• [AIM OF THE TASK]
Work out how many lines of the data contain "LaneResult" and reply with that number alone.

• [MATERIALS PROVIDED]
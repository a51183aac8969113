//! Lane configuration.
//!
//! Three-layer merge, lowest priority first:
//! 1. Built-in defaults ([`defaults`])
//! 2. Optional TOML file (`droid-lane.toml` or `--config` path)
//! 3. `DROID_LANE_*` environment variables
//!
//! Correctness does not depend on external tunability: the timeout and
//! watchdog constants have fixed defaults; capacity is always clamped into
//! `[1, 4]` after the merge.

mod defaults;

use std::path::{Path, PathBuf};
use std::time::Duration;

use serde::{Deserialize, Serialize};

use crate::error::{LaneError, LaneResult};

pub use defaults::{
    clamp_capacity, DEFAULT_ABSOLUTE_TIMEOUT_SECS, DEFAULT_CAPACITY,
    DEFAULT_INACTIVITY_TIMEOUT_SECS, DEFAULT_TIMEOUT_CHECK_SECS, DEFAULT_WATCHDOG_PERIOD_SECS,
    MAX_CAPACITY, MIN_CAPACITY,
};

/// Effective lane configuration after the merge.
#[derive(Debug, Clone, Serialize, Deserialize)]
pub struct LaneConfig {
    /// Concurrent build slots, clamped into `[1, 4]`.
    pub capacity: usize,

    /// Absolute per-build wall-clock budget in seconds.
    pub absolute_timeout_secs: u64,

    /// Inactivity window in seconds (no observed progress).
    pub inactivity_timeout_secs: u64,

    /// Slot-watchdog tick period in seconds.
    pub watchdog_period_secs: u64,

    /// Supervisor timeout-check period in seconds.
    pub timeout_check_secs: u64,

    /// Root under which each build gets a fresh working directory.
    pub work_root: PathBuf,

    /// Shared directory where finished artifacts are published.
    pub output_dir: PathBuf,

    /// Directory for per-invocation build logs and summaries.
    pub log_dir: PathBuf,

    /// On-disk project template used by the templated pipeline, if any.
    pub template_dir: Option<PathBuf>,
}

impl Default for LaneConfig {
    fn default() -> Self {
        Self {
            capacity: DEFAULT_CAPACITY,
            absolute_timeout_secs: DEFAULT_ABSOLUTE_TIMEOUT_SECS,
            inactivity_timeout_secs: DEFAULT_INACTIVITY_TIMEOUT_SECS,
            watchdog_period_secs: DEFAULT_WATCHDOG_PERIOD_SECS,
            timeout_check_secs: DEFAULT_TIMEOUT_CHECK_SECS,
            work_root: PathBuf::from("var/work"),
            output_dir: PathBuf::from("var/out"),
            log_dir: PathBuf::from("var/logs"),
            template_dir: None,
        }
    }
}

/// File layer: every field optional so the file only overrides what it sets.
#[derive(Debug, Clone, Default, Deserialize)]
struct FileConfig {
    capacity: Option<usize>,
    absolute_timeout_secs: Option<u64>,
    inactivity_timeout_secs: Option<u64>,
    watchdog_period_secs: Option<u64>,
    timeout_check_secs: Option<u64>,
    work_root: Option<PathBuf>,
    output_dir: Option<PathBuf>,
    log_dir: Option<PathBuf>,
    template_dir: Option<PathBuf>,
}

impl LaneConfig {
    /// Load configuration: defaults, then the TOML file (explicit path, or
    /// `droid-lane.toml` in the working directory when present), then
    /// `DROID_LANE_*` environment variables. Clamps and validates.
    pub fn load(path: Option<&Path>) -> LaneResult<Self> {
        let mut config = Self::default();

        let file = match path {
            Some(p) => Some(p.to_path_buf()),
            None => {
                let implicit = PathBuf::from("droid-lane.toml");
                implicit.exists().then_some(implicit)
            }
        };
        if let Some(file) = file {
            let text = std::fs::read_to_string(&file).map_err(|e| {
                LaneError::Config(format!("cannot read {}: {e}", file.display()))
            })?;
            let layer: FileConfig = toml::from_str(&text).map_err(|e| {
                LaneError::Config(format!("invalid {}: {e}", file.display()))
            })?;
            config.apply_file_layer(layer);
        }

        config.apply_env_layer();
        config.capacity = clamp_capacity(config.capacity);
        config.validate()?;
        Ok(config)
    }

    fn apply_file_layer(&mut self, layer: FileConfig) {
        if let Some(v) = layer.capacity {
            self.capacity = v;
        }
        if let Some(v) = layer.absolute_timeout_secs {
            self.absolute_timeout_secs = v;
        }
        if let Some(v) = layer.inactivity_timeout_secs {
            self.inactivity_timeout_secs = v;
        }
        if let Some(v) = layer.watchdog_period_secs {
            self.watchdog_period_secs = v;
        }
        if let Some(v) = layer.timeout_check_secs {
            self.timeout_check_secs = v;
        }
        if let Some(v) = layer.work_root {
            self.work_root = v;
        }
        if let Some(v) = layer.output_dir {
            self.output_dir = v;
        }
        if let Some(v) = layer.log_dir {
            self.log_dir = v;
        }
        if layer.template_dir.is_some() {
            self.template_dir = layer.template_dir;
        }
    }

    fn apply_env_layer(&mut self) {
        if let Some(v) = env_usize("DROID_LANE_CAPACITY") {
            self.capacity = v;
        }
        if let Some(v) = env_u64("DROID_LANE_ABSOLUTE_TIMEOUT_SECS") {
            self.absolute_timeout_secs = v;
        }
        if let Some(v) = env_u64("DROID_LANE_INACTIVITY_TIMEOUT_SECS") {
            self.inactivity_timeout_secs = v;
        }
        if let Some(v) = env_path("DROID_LANE_WORK_ROOT") {
            self.work_root = v;
        }
        if let Some(v) = env_path("DROID_LANE_OUTPUT_DIR") {
            self.output_dir = v;
        }
        if let Some(v) = env_path("DROID_LANE_LOG_DIR") {
            self.log_dir = v;
        }
    }

    /// Bounds checks over the merged values.
    pub fn validate(&self) -> LaneResult<()> {
        if self.absolute_timeout_secs == 0 {
            return Err(LaneError::Config(
                "absolute_timeout_secs must be positive".to_string(),
            ));
        }
        if self.inactivity_timeout_secs == 0
            || self.inactivity_timeout_secs > self.absolute_timeout_secs
        {
            return Err(LaneError::Config(format!(
                "inactivity_timeout_secs must be in (0, {}], got {}",
                self.absolute_timeout_secs, self.inactivity_timeout_secs
            )));
        }
        if self.watchdog_period_secs == 0 || self.timeout_check_secs == 0 {
            return Err(LaneError::Config(
                "watchdog and timeout-check periods must be positive".to_string(),
            ));
        }
        Ok(())
    }

    pub fn absolute_timeout(&self) -> Duration {
        Duration::from_secs(self.absolute_timeout_secs)
    }

    pub fn inactivity_timeout(&self) -> Duration {
        Duration::from_secs(self.inactivity_timeout_secs)
    }

    pub fn watchdog_period(&self) -> Duration {
        Duration::from_secs(self.watchdog_period_secs)
    }

    pub fn timeout_check(&self) -> Duration {
        Duration::from_secs(self.timeout_check_secs)
    }
}

fn env_usize(key: &str) -> Option<usize> {
    std::env::var(key).ok().and_then(|v| v.trim().parse().ok())
}

fn env_u64(key: &str) -> Option<u64> {
    std::env::var(key).ok().and_then(|v| v.trim().parse().ok())
}

fn env_path(key: &str) -> Option<PathBuf> {
    std::env::var(key).ok().map(PathBuf::from)
}

#[cfg(test)]
mod tests {
    use super::*;

    #[test]
    fn test_defaults() {
        let config = LaneConfig::default();
        assert_eq!(config.capacity, 2);
        assert_eq!(config.absolute_timeout_secs, 2700);
        assert_eq!(config.inactivity_timeout_secs, 600);
        assert_eq!(config.watchdog_period_secs, 60);
        assert!(config.validate().is_ok());
    }

    #[test]
    fn test_file_layer_overrides() {
        let mut config = LaneConfig::default();
        let layer: FileConfig = toml::from_str(
            r#"
capacity = 3
inactivity_timeout_secs = 120
work_root = "/tmp/lane-work"
"#,
        )
        .unwrap();
        config.apply_file_layer(layer);

        assert_eq!(config.capacity, 3);
        assert_eq!(config.inactivity_timeout_secs, 120);
        assert_eq!(config.work_root, PathBuf::from("/tmp/lane-work"));
        // Untouched fields keep their defaults.
        assert_eq!(config.absolute_timeout_secs, 2700);
    }

    #[test]
    fn test_capacity_clamp_applied_on_load() {
        let mut config = LaneConfig::default();
        config.capacity = 99;
        config.capacity = clamp_capacity(config.capacity);
        assert_eq!(config.capacity, 4);
    }

    #[test]
    fn test_validate_rejects_zero_absolute() {
        let mut config = LaneConfig::default();
        config.absolute_timeout_secs = 0;
        assert!(config.validate().is_err());
    }

    #[test]
    fn test_validate_rejects_inactivity_above_absolute() {
        let mut config = LaneConfig::default();
        config.absolute_timeout_secs = 100;
        config.inactivity_timeout_secs = 200;
        assert!(config.validate().is_err());
    }

    #[test]
    fn test_duration_accessors() {
        let config = LaneConfig::default();
        assert_eq!(config.absolute_timeout(), Duration::from_secs(2700));
        assert_eq!(config.inactivity_timeout(), Duration::from_secs(600));
    }
}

• [SOLVED EXERCISE]
3